Empieza por algo visible
Comienza con una foto o ilustración oficial e invita a tu hijo a observar lo que aparece. El recinto de lucha se llama dohyō, el cinturón mawashi y el luchador de sumo rikishi. Tres palabras bastan para una primera conversación. Pregunta qué detalle le gustaría que explicara un instructor. Así la visita tiene un punto de partida personal sin convertir los preparativos en una lección que deba terminar antes de viajar.
Explica el aprendizaje antes que la competición
Una introducción privada es una experiencia de aprendizaje organizada, mientras que los combates profesionales pertenecen a una competición con calendario y entorno propios. Ayuda a los niños a comprender que observar, preguntar y seguir indicaciones son maneras de participar. Los recursos ilustrados de técnicas de la Asociación Japonesa de Sumo muestran que movimientos diferentes tienen nombres distintos. Utilízalos para conversar y observar, sin animar a los niños a copiar acciones de lucha con hermanos o amigos antes de la sesión.
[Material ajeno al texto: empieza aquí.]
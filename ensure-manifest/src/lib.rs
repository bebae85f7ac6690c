// Miette's derive macro generates code that triggers these warnings
#![allow(unused_assignments)]

mod config;
mod error;
mod manifest;
mod module;

pub use config::{CONFIG_FILE_NAME, Config, find_config_file};
pub use error::{Error, Result};
pub use manifest::{Backend, Manifest, MockConfig, Package};
pub use module::{GO_MOD_FILE_NAME, read_module_path};
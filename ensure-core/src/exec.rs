//! External process execution with cancellation support.

use std::{
    io::{self, Read},
    path::PathBuf,
    process::{Child, Command, ExitStatus, Stdio},
    thread::{self, JoinHandle},
    time::Duration,
};

use thiserror::Error;

use crate::CancelToken;

/// A command to run in a working directory.
#[derive(Debug, Clone, PartialEq, Eq)]
pub struct ExecParams {
    /// Working directory of the child process.
    pub pwd: PathBuf,
    /// Program to run, resolved through `PATH`.
    pub cmd: String,
    /// Arguments passed to the program.
    pub args: Vec<String>,
}

/// Failure running an external command.
#[derive(Debug, Error)]
pub enum ExecError {
    /// The process was killed by a signal or cancelled before finishing.
    #[error("process was terminated by a signal")]
    Terminated,

    /// The process exited unsuccessfully. Holds its combined output, or the
    /// exit status when it produced no output.
    #[error("{0}")]
    Failed(String),

    #[error("could not start '{command}': {cause}")]
    Spawn { command: String, cause: io::Error },

    #[error("could not wait for '{command}': {cause}")]
    Wait { command: String, cause: io::Error },
}

/// Runs external commands.
pub trait CommandRunner: Send + Sync {
    /// Run the command and return its standard output.
    ///
    /// A cancelled `cancel` token kills the child and yields
    /// [`ExecError::Terminated`].
    fn exec(&self, cancel: &CancelToken, params: &ExecParams) -> Result<String, ExecError>;
}

/// [`CommandRunner`] that spawns real child processes.
#[derive(Debug, Clone)]
pub struct ProcessRunner {
    poll_interval: Duration,
}

impl ProcessRunner {
    /// Create a runner that checks for cancellation every 25ms.
    pub fn new() -> Self {
        Self {
            poll_interval: Duration::from_millis(25),
        }
    }
}

impl Default for ProcessRunner {
    fn default() -> Self {
        Self::new()
    }
}

impl CommandRunner for ProcessRunner {
    fn exec(&self, cancel: &CancelToken, params: &ExecParams) -> Result<String, ExecError> {
        if cancel.is_cancelled() {
            return Err(ExecError::Terminated);
        }

        tracing::debug!(
            cmd = %params.cmd,
            args = ?params.args,
            pwd = %params.pwd.display(),
            "running command"
        );

        let mut child = Command::new(&params.cmd)
            .args(&params.args)
            .current_dir(&params.pwd)
            .stdin(Stdio::null())
            .stdout(Stdio::piped())
            .stderr(Stdio::piped())
            .spawn()
            .map_err(|cause| ExecError::Spawn {
                command: params.cmd.clone(),
                cause,
            })?;

        let stdout = drain(child.stdout.take());
        let stderr = drain(child.stderr.take());

        let status = match self.wait(&mut child, cancel) {
            Ok(Some(status)) => status,
            // Grandchildren may still hold the pipes open, so the drain
            // threads are left to finish on their own
            Ok(None) => return Err(ExecError::Terminated),
            Err(cause) => {
                return Err(ExecError::Wait {
                    command: params.cmd.clone(),
                    cause,
                });
            }
        };

        let stdout = collect(stdout);
        let stderr = collect(stderr);
        classify(&params.cmd, status, stdout, stderr)
    }
}

impl ProcessRunner {
    /// Wait for the child, killing it if cancellation is requested.
    /// Returns `None` when the child was killed.
    fn wait(&self, child: &mut Child, cancel: &CancelToken) -> io::Result<Option<ExitStatus>> {
        loop {
            if let Some(status) = child.try_wait()? {
                return Ok(Some(status));
            }
            if cancel.is_cancelled() {
                // The child may exit on its own between the check and the kill
                let _ = child.kill();
                child.wait()?;
                return Ok(None);
            }
            thread::sleep(self.poll_interval);
        }
    }
}

fn classify(
    cmd: &str,
    status: ExitStatus,
    stdout: Vec<u8>,
    stderr: Vec<u8>,
) -> Result<String, ExecError> {
    if status.success() {
        return Ok(String::from_utf8_lossy(&stdout).into_owned());
    }

    // No exit code means the process was killed by a signal
    if status.code().is_none() {
        return Err(ExecError::Terminated);
    }

    let mut combined = stdout;
    combined.extend_from_slice(&stderr);
    if combined.is_empty() {
        return Err(ExecError::Failed(format!("{cmd}: {status}")));
    }
    Err(ExecError::Failed(
        String::from_utf8_lossy(&combined).into_owned(),
    ))
}

fn drain<R: Read + Send + 'static>(pipe: Option<R>) -> Option<JoinHandle<Vec<u8>>> {
    pipe.map(|mut pipe| {
        thread::spawn(move || {
            let mut buf = Vec::new();
            let _ = pipe.read_to_end(&mut buf);
            buf
        })
    })
}

fn collect(handle: Option<JoinHandle<Vec<u8>>>) -> Vec<u8> {
    handle
        .map(|handle| handle.join().unwrap_or_default())
        .unwrap_or_default()
}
Crea expectativas que puedan cumplirse
Cuenta a los niños únicamente lo que se haya confirmado para vuestra reserva, incluido dónde iréis y cómo los acompañarán los adultos. El programa recomienda participar desde los cuatro años, puede valorar niños desde los dos y exige un adulto responsable para los menores de trece. Explica que el instructor presentará actividades adecuadas ese día. Una promesa útil es que podrán llevar sus preguntas; evita prometer que competirán, ganarán o harán todas las actividades que hayan visto en un vídeo.